• _GOAL OF THE EXERCISE_
Work through the entries below and show every line in which "chase" is found.

##############################

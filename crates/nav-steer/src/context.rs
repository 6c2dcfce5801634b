//! Per-tick collaborator context handed to the steering controller.
//!
//! Replaces scene-bound singleton lookups with explicit references: the
//! session owns the graph, the geometry oracle, and the roster, and lends
//! them to each controller for the duration of one request or tick.  The
//! context is a bundle of borrows — cheap to rebuild every tick.

use nav_core::{AgentId, Vec2};
use nav_graph::{find_path, ClearanceOracle, GraphResult, InfluenceSource, NavGraph, Path, PathOptions};

/// Live position lookup for chase targets.
///
/// Returning `None` means the target has ceased to exist; an in-flight chase
/// abandons its task (without firing its completion) when that happens.
pub trait TargetLookup {
    fn target_position(&self, target: AgentId) -> Option<Vec2>;
}

/// Everything a controller needs from the outside world for one call.
pub struct SteerContext<'a> {
    /// The level's navigation graph — shared, read-only.
    pub graph: &'a NavGraph,

    /// Static-geometry clearance oracle.
    pub oracle: &'a dyn ClearanceOracle,

    /// Position source for chase targets.
    pub targets: &'a dyn TargetLookup,

    /// Optional tactical bias applied to searches issued through this
    /// context.
    pub influence: Option<&'a dyn InfluenceSource>,
}

impl SteerContext<'_> {
    /// Run an approximate path search with this context's influence source.
    pub fn find_path(&self, from: Vec2, to: Vec2) -> GraphResult<Path> {
        let opts = PathOptions { approximate: true, influence: self.influence };
        find_path(self.graph, &self.oracle, from, to, &opts)
    }
}

/// A [`TargetLookup`] with no targets.  For controllers that never chase.
pub struct NoTargets;

impl TargetLookup for NoTargets {
    fn target_position(&self, _target: AgentId) -> Option<Vec2> {
        None
    }
}
//! Greedy path smoothing (string-pulling).
//!
//! A raw search path follows grid nodes; an agent walking it literally would
//! zig-zag.  Instead, every tick the controller asks: from where I stand
//! *right now*, what is the furthest waypoint I can reach in a straight
//! clear sweep?  As the agent advances the answer jumps forward, collapsing
//! the path into a few long segments without ever mutating the path itself.

use std::cell::Cell;

use nav_core::Vec2;
use nav_graph::{ClearanceOracle, ProbeGuard};

/// Index of the furthest waypoint in `waypoints[from..]` reachable by a
/// clear straight segment from `position`, at the agent's `radius`.
///
/// The scan checks every candidate rather than stopping at the first
/// occluded one, so a clear line past an occluded intermediate still wins.
/// The final waypoint is treated as reachable when the agent is already
/// within `acceptance` of it, even if technically occluded — otherwise an
/// agent whose goal hugs a wall would stall just short of arrival.
///
/// The agent's own collision volume is disabled for the duration of the
/// scan via `collision` and restored on return.
pub fn smooth_index(
    oracle: &dyn ClearanceOracle,
    collision: &Cell<bool>,
    position: Vec2,
    waypoints: &[Vec2],
    from: usize,
    radius: f32,
    acceptance: f32,
) -> usize {
    if waypoints.is_empty() {
        return from;
    }
    let _guard = ProbeGuard::disable(collision);

    let mut best = from.min(waypoints.len() - 1);
    for i in (from + 1)..waypoints.len() {
        if oracle.segment_clear(position, waypoints[i], radius) {
            best = i;
        }
    }

    let last = waypoints.len() - 1;
    if best < last && position.distance(waypoints[last]) <= acceptance {
        best = last;
    }
    best
}
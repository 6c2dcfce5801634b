//! The faction influence field.
//!
//! A signed density of nearby units, resolved for one querying faction:
//! enemy presence raises a position's cost estimate, allied presence lowers
//! it.  Champions weigh five times a minion — losing a lane to the enemy
//! champion should repel pathing far more than a stray minion does.
//!
//! The field reads the per-tick position snapshot, not the live roster, so
//! it is a plain immutable view with no interior mutability.

use nav_core::{AgentClass, AgentId, Faction, Vec2};
use nav_graph::InfluenceSource;

/// One agent's row in the per-tick position snapshot.
#[derive(Copy, Clone, Debug)]
pub struct AgentSnapshot {
    pub id: AgentId,
    pub faction: Faction,
    pub class: AgentClass,
    pub position: Vec2,
}

/// [`InfluenceSource`] over a position snapshot, bound to the querying
/// agent's faction.
pub struct InfluenceField<'a> {
    entries: &'a [AgentSnapshot],
    faction: Faction,
    radius: f32,
    /// The querying agent never influences its own search.
    exclude: AgentId,
}

impl<'a> InfluenceField<'a> {
    pub fn new(
        entries: &'a [AgentSnapshot],
        faction: Faction,
        radius: f32,
        exclude: AgentId,
    ) -> Self {
        Self { entries, faction, radius, exclude }
    }
}

impl InfluenceSource for InfluenceField<'_> {
    fn influence_at(&self, pos: Vec2) -> f32 {
        let mut sum = 0.0;
        for entry in self.entries {
            if entry.id == self.exclude || entry.position.distance(pos) > self.radius {
                continue;
            }
            let weight = entry.class.influence_weight();
            if entry.faction == self.faction {
                sum -= weight;
            } else {
                sum += weight;
            }
        }
        sum
    }
}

##############################

• _RESPONSE_
/// Live position lookup for chase targets.
/// Returning `None` means the target has ceased to exist; an in-flight chase
    /// Position source for chase targets.
/// A [`TargetLookup`] with no targets.  For controllers that never chase.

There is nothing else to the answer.